I would like to ask you:DO YOU KNOW SOMEONE WHO IS INTERESTED TO BUY A

HOTEL ON ESTHER BLVD. (very close to DFW Airport) in Irving?

It is offered for $ 6 000 000,- and my friend Rick Skogland is trying to sell it now for some months.

He has his office in Irving and you could reach him on:

214/662 57 78 or click his web page:www.CBDFW.com/RickSkogland.

He speaks also Spanish as he worked for Global Crossing in Mexico City.

May be you could help him to finally sell this hotel.

He studied at the Trinity University in San Antonio.
I was in your city in 2005.

The RIVER WALK remined me of Sevilla,Spain.
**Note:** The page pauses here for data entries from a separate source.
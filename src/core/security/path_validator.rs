use std::io;
use std::path::{Path, PathBuf};

/// Errors that can occur during repository path validation
#[derive(Debug, thiserror::Error)]
pub enum RepoPathError {
    #[error("Path '{path}' escapes the repository root")]
    EscapesRepository { path: PathBuf },

    #[error("Path does not exist: '{path}'")]
    PathNotFound { path: PathBuf },

    #[error("Cannot canonicalize path '{path}': {error}")]
    CannotCanonicalize { path: PathBuf, error: io::Error },

    #[error("IO error for path '{path}': {error}")]
    IoError { path: PathBuf, error: io::Error },
}

/// Resolve a repository-relative path and verify it stays inside the clone.
///
/// Canonicalizes both the repository root and the joined path so that `..`
/// components and symlinks pointing outside the clone are rejected. Tool
/// callers hand in untrusted relative paths from the client; everything they
/// read must come from inside the cloned repository directory.
///
/// Returns the canonicalized absolute path on success.
pub fn resolve_repo_path(repo_root: &Path, relative: &str) -> Result<PathBuf, RepoPathError> {
    let canonical_root = repo_root
        .canonicalize()
        .map_err(|e| RepoPathError::IoError {
            path: repo_root.to_path_buf(),
            error: e,
        })?;

    let joined = canonical_root.join(relative);
    if !joined.exists() {
        return Err(RepoPathError::PathNotFound {
            path: PathBuf::from(relative),
        });
    }

    let canonical = joined
        .canonicalize()
        .map_err(|e| RepoPathError::CannotCanonicalize {
            path: joined.clone(),
            error: e,
        })?;

    if !canonical.starts_with(&canonical_root) {
        return Err(RepoPathError::EscapesRepository {
            path: PathBuf::from(relative),
        });
    }

    Ok(canonical)
}
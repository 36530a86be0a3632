//! Domains module containing business logic organized by bounded contexts.
//!
//! Each subdomain represents a specific area of functionality within the MCP
//! server, following Domain-Driven Design principles for better organization
//! and scalability.

pub mod cache;
pub mod resources;
pub mod tools;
If you wish to contact Rick,tell him that the lady-lawyer from Berlin,Germany
sends you to him.

Thousand thanks !

#3
Mat - 20 Jun 2007 // 16:29:10

lol at mikelarts

#2
Robin - 20 Jun 2007 // 15:48:34

I would say that real estate prices are rather overpriced in Bulgaria if compared to official average earnings (which are anyway rubbish), but if compared to the cost of living, they are actually still quite a good deal. Of course it's hard to know which measure to use to compare. I've just bought a flat here (Plovdiv) which whilst considerably more than I hoped it would be, was still about a 4th of the cost of an equivalent flat in a large city in the UK. I estimate the cost of living in BG to be about a third of that in the UK, so whilst over priced for locals I think the value is still not too bad (but it ain't a bargain, that's for sure).

The real issue is occupancy levels. There are so many empty flats in BG (especially in the newer builds) that if the owners all decide to cash in at the same time the market will crash. I don't think they will as I believe many owners are Bulgarians abroad who want a pad for their summer hols in bulgaria. But I might be wrong.

#1
mikelarts - 20 Jun 2007 // 14:34:59

As a Real Estate salesperson in Texas I take exception to the statement that 'we all get paid on sales' as it makes it sound like we don't care about people. The people come FIRST! And as for prices in Bulgaria...they have been depressed for far too long and are just now beginning to reach the levels at which they deserve to be. God bless Bulgaria and may its prosperity continue for a long time!